Even if you accept both as fables, what emerges is a rather unsatisfying vision of heaven. In the preface to Five People, Albom explained heaven as a place where “people who felt unimportant here on earth [would] realize, finally, how much they mattered and how they were loved.”In Albom’s heaven, you confront your earthly disappointments—your father’s neglect, your stunted relationships—in the same way you would if you were sitting down for an interview with Barbara Walters. The afterlife affords you no higher level of consciousness. It merely reveals the mundane secrets of the past. (So that’s how Mom paid my college tuition!) The wisdom is dispensed not by God but the author. “Every family is a ghost story,” Albom writes in For One More Day.“All parents damage their children,” he writes in Five People. And later: “Love, like rain, can nourish from above, drenching couples with a soaking joy.”

The Five People You Meet in Heaven had its sweet moments. But in For One More Day, Albom has gotten so obsessed with death and its edifying properties that he crosses into some very uncomfortable territory. As he puts it, “Have you ever lost someone you love and wanted one more conversation, one more chance to make up for the time when you thought they would be here forever? … What if you got it back?”

Well, what if you did? The last time someone asked me that question, I asked if his elementary school had a grief counselor. It’s hard to believe this is an idea hatched by an adult writer—a man who presumably knows that death, and the uneasy feelings that swirl around it, is far too complicated to be solved in a day. In For One More Day, Chick celebrates his extra day with Mom by feasting on her home cooking, reminiscing about Halloween costumes, and, of course, reliving his childhood traumas. What advice does Mom impart to set things right? “Forgive.” Forgive who? “Yourself,” says Mom. At which point Chick awakens very much alive. My first thought was that this was dreadfully shallow. My second thought was that this Albomian koan seemed awfully familiar. And, sure enough, there it was, on Page 166 of Tuesdays With Morrie. “It’s not just other people we need to forgive, Mitch,” Morrie says. “We also need to forgive ourselves.”

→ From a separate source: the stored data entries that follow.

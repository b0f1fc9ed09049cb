//! Clip laundering: randomized crop, retime, sharpen and color shift.
//!
//! Each clip gets its own crop fraction and speed factor drawn from the
//! configured ranges, so two launders of the same source differ.

use futures::stream::{self, StreamExt};
use rand::rngs::StdRng;
use rand::{Rng, SeedableRng};
use std::panic::{catch_unwind, AssertUnwindSafe};
use std::path::{Path, PathBuf};
use std::sync::atomic::{AtomicUsize, Ordering};
use std::sync::{Arc, Mutex};
use std::time::{Duration, Instant};
use tracing::{debug, error, info, warn};

use shorts_models::EncoderChoice;

use crate::cancel::CancelToken;
use crate::command::FfmpegCommand;
use crate::encoder::EncoderRegistry;
use crate::error::{MediaError, MediaResult};
use crate::filters::{ColorGrade, CropRect, LaunderFilter};
use crate::metrics;
use crate::probe::{MediaInfo, MediaProbe};

/// Laundering configuration.
#[derive(Debug, Clone)]
pub struct LaunderConfig {
    /// Fraction of width/height trimmed, sampled from this range
    pub crop_fraction_min: f64,
    pub crop_fraction_max: f64,
    /// Playback speed multiplier, sampled from this range
    pub speed_min: f64,
    pub speed_max: f64,
    /// `unsharp` luma amount
    pub sharpen_amount: f64,
    pub contrast: f64,
    pub saturation: f64,
    pub brightness: f64,
    /// Output frame rate
    pub fps: u32,
    pub target_width: u32,
    pub target_height: u32,
    /// Directory for laundered clips
    pub output_dir: PathBuf,
    /// Timeout for one encode attempt
    pub encode_timeout: Duration,
    /// Clips laundered concurrently by `launder_all`
    pub max_parallel: usize,
}

impl Default for LaunderConfig {
    fn default() -> Self {
        Self {
            crop_fraction_min: 0.03,
            crop_fraction_max: 0.06,
            speed_min: 1.10,
            speed_max: 1.20,
            sharpen_amount: 1.0,
            contrast: 1.05,
            saturation: 1.10,
            brightness: 0.02,
            fps: 30,
            target_width: 1080,
            target_height: 1920,
            output_dir: PathBuf::from("/tmp/shorts/laundered"),
            encode_timeout: Duration::from_secs(600),
            max_parallel: 1,
        }
    }
}

impl LaunderConfig {
    /// Create config from environment variables.
    pub fn from_env() -> Self {
        let d = Self::default();
        Self {
            crop_fraction_min: env_or("LAUNDER_CROP_MIN", d.crop_fraction_min),
            crop_fraction_max: env_or("LAUNDER_CROP_MAX", d.crop_fraction_max),
            speed_min: env_or("LAUNDER_SPEED_MIN", d.speed_min),
            speed_max: env_or("LAUNDER_SPEED_MAX", d.speed_max),
            sharpen_amount: env_or("LAUNDER_SHARPEN", d.sharpen_amount),
            contrast: env_or("LAUNDER_CONTRAST", d.contrast),
            saturation: env_or("LAUNDER_SATURATION", d.saturation),
            brightness: env_or("LAUNDER_BRIGHTNESS", d.brightness),
            fps: env_or("LAUNDER_FPS", d.fps),
            target_width: env_or("TARGET_WIDTH", d.target_width),
            target_height: env_or("TARGET_HEIGHT", d.target_height),
            output_dir: std::env::var("LAUNDER_OUTPUT_DIR")
                .map(PathBuf::from)
                .unwrap_or(d.output_dir),
            encode_timeout: Duration::from_secs(env_or(
                "LAUNDER_ENCODE_TIMEOUT",
                d.encode_timeout.as_secs(),
            )),
            max_parallel: env_or("LAUNDER_MAX_PARALLEL", d.max_parallel),
        }
    }

    /// Check ranges are ordered and within sane bounds.
    pub fn validate(&self) -> MediaResult<()> {
        if !(0.0..0.25).contains(&self.crop_fraction_min)
            || !(0.0..0.25).contains(&self.crop_fraction_max)
            || self.crop_fraction_min > self.crop_fraction_max
        {
            return Err(MediaError::InvalidConfig(format!(
                "crop range {}..{} must be ordered and below 0.25",
                self.crop_fraction_min, self.crop_fraction_max
            )));
        }
        if self.speed_min <= 0.0 || self.speed_min > self.speed_max || !self.speed_max.is_finite() {
            return Err(MediaError::InvalidConfig(format!(
                "speed range {}..{} must be positive and ordered",
                self.speed_min, self.speed_max
            )));
        }
        if self.target_width == 0 || self.target_height == 0 || self.fps == 0 {
            return Err(MediaError::InvalidConfig(
                "target resolution and fps must be non-zero".to_string(),
            ));
        }
        Ok(())
    }
}

fn env_or<T: std::str::FromStr>(key: &str, default: T) -> T {
    std::env::var(key)
        .ok()
        .and_then(|s| s.parse().ok())
        .unwrap_or(default)
}

/// Randomized parameters for one launder run.
#[derive(Debug, Clone, Copy, PartialEq)]
pub struct LaunderParams {
    pub crop_fraction: f64,
    pub speed_factor: f64,
}

impl LaunderParams {
    /// Duration of the laundered output for a source of `source_secs`.
    pub fn output_duration(&self, source_secs: f64) -> f64 {
        source_secs / self.speed_factor
    }
}

/// A successfully laundered clip.
#[derive(Debug, Clone)]
pub struct LaunderedClip {
    pub source: PathBuf,
    pub output: PathBuf,
    pub params: LaunderParams,
    pub source_info: MediaInfo,
    pub encoder: EncoderChoice,
    /// Hardware encode failed and software was used
    pub encoder_fell_back: bool,
}

/// A clip that could not be laundered.
#[derive(Debug, Clone)]
pub struct LaunderFailure {
    /// Position in the input list
    pub index: usize,
    pub source: PathBuf,
    pub reason: String,
}

/// Outcome of a batch launder.
#[derive(Debug, Clone, Default)]
pub struct LaunderReport {
    /// Successful clips, in input order
    pub outputs: Vec<LaunderedClip>,
    pub failures: Vec<LaunderFailure>,
    /// Inputs not attempted because cancellation was requested
    pub skipped: usize,
    pub cancelled: bool,
}

impl LaunderReport {
    pub fn output_paths(&self) -> Vec<PathBuf> {
        self.outputs.iter().map(|c| c.output.clone()).collect()
    }
}

/// Progress callback: `(current, total, source)`.
pub type LaunderProgressFn<'a> = dyn Fn(usize, usize, &Path) + Send + Sync + 'a;

/// Launders clips through FFmpeg with a cached encoder choice.
pub struct Launderer {
    probe: MediaProbe,
    registry: Arc<EncoderRegistry>,
    config: LaunderConfig,
    rng: Mutex<StdRng>,
}

impl Launderer {
    pub fn new(probe: MediaProbe, registry: Arc<EncoderRegistry>, config: LaunderConfig) -> Self {
        Self {
            probe,
            registry,
            config,
            rng: Mutex::new(StdRng::from_os_rng()),
        }
    }

    /// Use a fixed RNG seed so parameter draws are reproducible.
    pub fn with_seed(mut self, seed: u64) -> Self {
        self.rng = Mutex::new(StdRng::seed_from_u64(seed));
        self
    }

    pub fn config(&self) -> &LaunderConfig {
        &self.config
    }

    /// Draw crop fraction and speed factor from the configured ranges.
    pub fn sample_params(&self) -> LaunderParams {
        let mut rng = self.rng.lock().unwrap_or_else(|e| e.into_inner());
        let crop = sample(&mut rng, self.config.crop_fraction_min, self.config.crop_fraction_max);
        let speed = sample(&mut rng, self.config.speed_min, self.config.speed_max);

        LaunderParams {
            crop_fraction: round_within(
                crop,
                10_000.0,
                self.config.crop_fraction_min,
                self.config.crop_fraction_max,
            ),
            speed_factor: round_within(speed, 1000.0, self.config.speed_min, self.config.speed_max),
        }
    }

    /// Launder one clip.
    ///
    /// Writes `<stem>_laundered_<id>.mp4` into the output directory unless
    /// `output` is given. The result has no audio track.
    pub async fn launder(&self, source: &Path, output: Option<&Path>) -> MediaResult<LaunderedClip> {
        self.launder_sized(
            source,
            output,
            self.config.target_width,
            self.config.target_height,
        )
        .await
    }

    /// Launder one clip to an explicit target resolution.
    pub async fn launder_sized(
        &self,
        source: &Path,
        output: Option<&Path>,
        target_width: u32,
        target_height: u32,
    ) -> MediaResult<LaunderedClip> {
        let started = Instant::now();
        let result = self
            .launder_inner(source, output, target_width, target_height)
            .await;
        metrics::record_launder(result.is_ok(), started.elapsed().as_secs_f64());
        result
    }

    async fn launder_inner(
        &self,
        source: &Path,
        output: Option<&Path>,
        target_width: u32,
        target_height: u32,
    ) -> MediaResult<LaunderedClip> {
        if target_width == 0 || target_height == 0 {
            return Err(MediaError::InvalidConfig(format!(
                "target resolution {}x{} is empty",
                target_width, target_height
            )));
        }

        if !source.exists() {
            return Err(MediaError::FileNotFound(source.to_path_buf()));
        }

        let info = self.probe.probe(source).await?;
        if !info.has_video || info.width == 0 || info.height == 0 {
            return Err(MediaError::InvalidVideo(format!(
                "{} has no usable video stream",
                source.display()
            )));
        }

        let params = self.sample_params();
        let output = match output {
            Some(p) => p.to_path_buf(),
            None => self.default_output_path(source),
        };
        if let Some(parent) = output.parent() {
            if !parent.as_os_str().is_empty() {
                tokio::fs::create_dir_all(parent).await?;
            }
        }

        let filter = LaunderFilter {
            crop: CropRect::inset(info.width, info.height, params.crop_fraction),
            target_width,
            target_height,
            speed_factor: params.speed_factor,
            sharpen_amount: self.config.sharpen_amount,
            color: ColorGrade {
                brightness: self.config.brightness,
                contrast: self.config.contrast,
                saturation: self.config.saturation,
            },
            fps: self.config.fps,
        }
        .build();

        debug!(
            source = %source.display(),
            crop = params.crop_fraction,
            speed = params.speed_factor,
            "Laundering clip"
        );

        let encoded = self
            .registry
            .encode_with_fallback(&self.probe, "launder", self.config.encode_timeout, |choice, enc| {
                FfmpegCommand::new(&output)
                    .input_with(enc.input_args(choice), source)
                    .video_filter(filter.clone())
                    .output_args(enc.video_args(choice))
                    .no_audio()
                    .faststart()
            })
            .await;

        let outcome = match encoded {
            Ok(outcome) => outcome,
            Err(e) => {
                // Partial output from a failed attempt
                let _ = tokio::fs::remove_file(&output).await;
                return Err(e);
            }
        };

        info!(
            source = %source.display(),
            output = %output.display(),
            encoder = %outcome.choice,
            "Laundered clip ({}x{} -> {}x{}, speed {:.3})",
            info.width,
            info.height,
            target_width,
            target_height,
            params.speed_factor
        );

        Ok(LaunderedClip {
            source: source.to_path_buf(),
            output,
            params,
            source_info: info,
            encoder: outcome.choice,
            encoder_fell_back: outcome.fell_back,
        })
    }

    /// Launder every source, keeping input order in the report.
    ///
    /// Per-clip failures are collected, never propagated. Cancellation is
    /// checked before each clip starts.
    pub async fn launder_all(
        &self,
        sources: &[PathBuf],
        progress: Option<&LaunderProgressFn<'_>>,
        cancel: &CancelToken,
    ) -> LaunderReport {
        let total = sources.len();
        let done = AtomicUsize::new(0);
        let done = &done;

        let results: Vec<(usize, &PathBuf, Option<MediaResult<LaunderedClip>>)> =
            stream::iter(sources.iter().enumerate())
                .map(|(index, source)| async move {
                    if cancel.is_cancelled() {
                        return (index, source, None);
                    }

                    let result = self.launder(source, None).await;
                    let current = done.fetch_add(1, Ordering::SeqCst) + 1;
                    if let Some(callback) = progress {
                        notify_progress(callback, current, total, source);
                    }
                    (index, source, Some(result))
                })
                .buffered(self.config.max_parallel.max(1))
                .collect()
                .await;

        let mut report = LaunderReport::default();
        for (index, source, result) in results {
            match result {
                Some(Ok(clip)) => report.outputs.push(clip),
                Some(Err(e)) => {
                    error!(source = %source.display(), "Launder failed: {}", e);
                    report.failures.push(LaunderFailure {
                        index,
                        source: source.clone(),
                        reason: e.to_string(),
                    });
                }
                None => report.skipped += 1,
            }
        }
        report.cancelled = report.skipped > 0;

        info!(
            "Laundered {}/{} clips ({} failed, {} skipped)",
            report.outputs.len(),
            total,
            report.failures.len(),
            report.skipped
        );
        report
    }

    fn default_output_path(&self, source: &Path) -> PathBuf {
        let stem = source
            .file_stem()
            .map(|s| s.to_string_lossy().to_string())
            .unwrap_or_else(|| "clip".to_string());
        let id = uuid::Uuid::new_v4().simple().to_string();
        self.config
            .output_dir
            .join(format!("{}_laundered_{}.mp4", stem, &id[..6]))
    }
}

fn sample(rng: &mut StdRng, min: f64, max: f64) -> f64 {
    if max > min {
        rng.random_range(min..=max)
    } else {
        min
    }
}

/// Round to `1/scale` steps without leaving `[min, max]`.
fn round_within(value: f64, scale: f64, min: f64, max: f64) -> f64 {
    let rounded = (value * scale).round() / scale;
    if max > min {
        rounded.clamp(min, max)
    } else {
        min
    }
}

fn notify_progress(callback: &LaunderProgressFn<'_>, current: usize, total: usize, source: &Path) {
    if catch_unwind(AssertUnwindSafe(|| callback(current, total, source))).is_err() {
        warn!("Launder progress callback panicked; continuing");
    }
}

Albom is Frank Capra without the requisite frowns. His book-jacket biography reminds us that he “serves on numerous charitable boards”; the cover of the paperback edition of Tuesdays With Morrie boasts that the book has “changed million of lives.” Viewed from one year’s distance, Albom’s Free Press dust-up looks less like an attempt to fool readers and editors than a desperate search for heartwarming material. No wonder Albom couldn’t hold himself to the strictures of nonfiction. He feels too deeply. As G.K. Chesterton might have said, journalism is a task garden; heaven is a playground.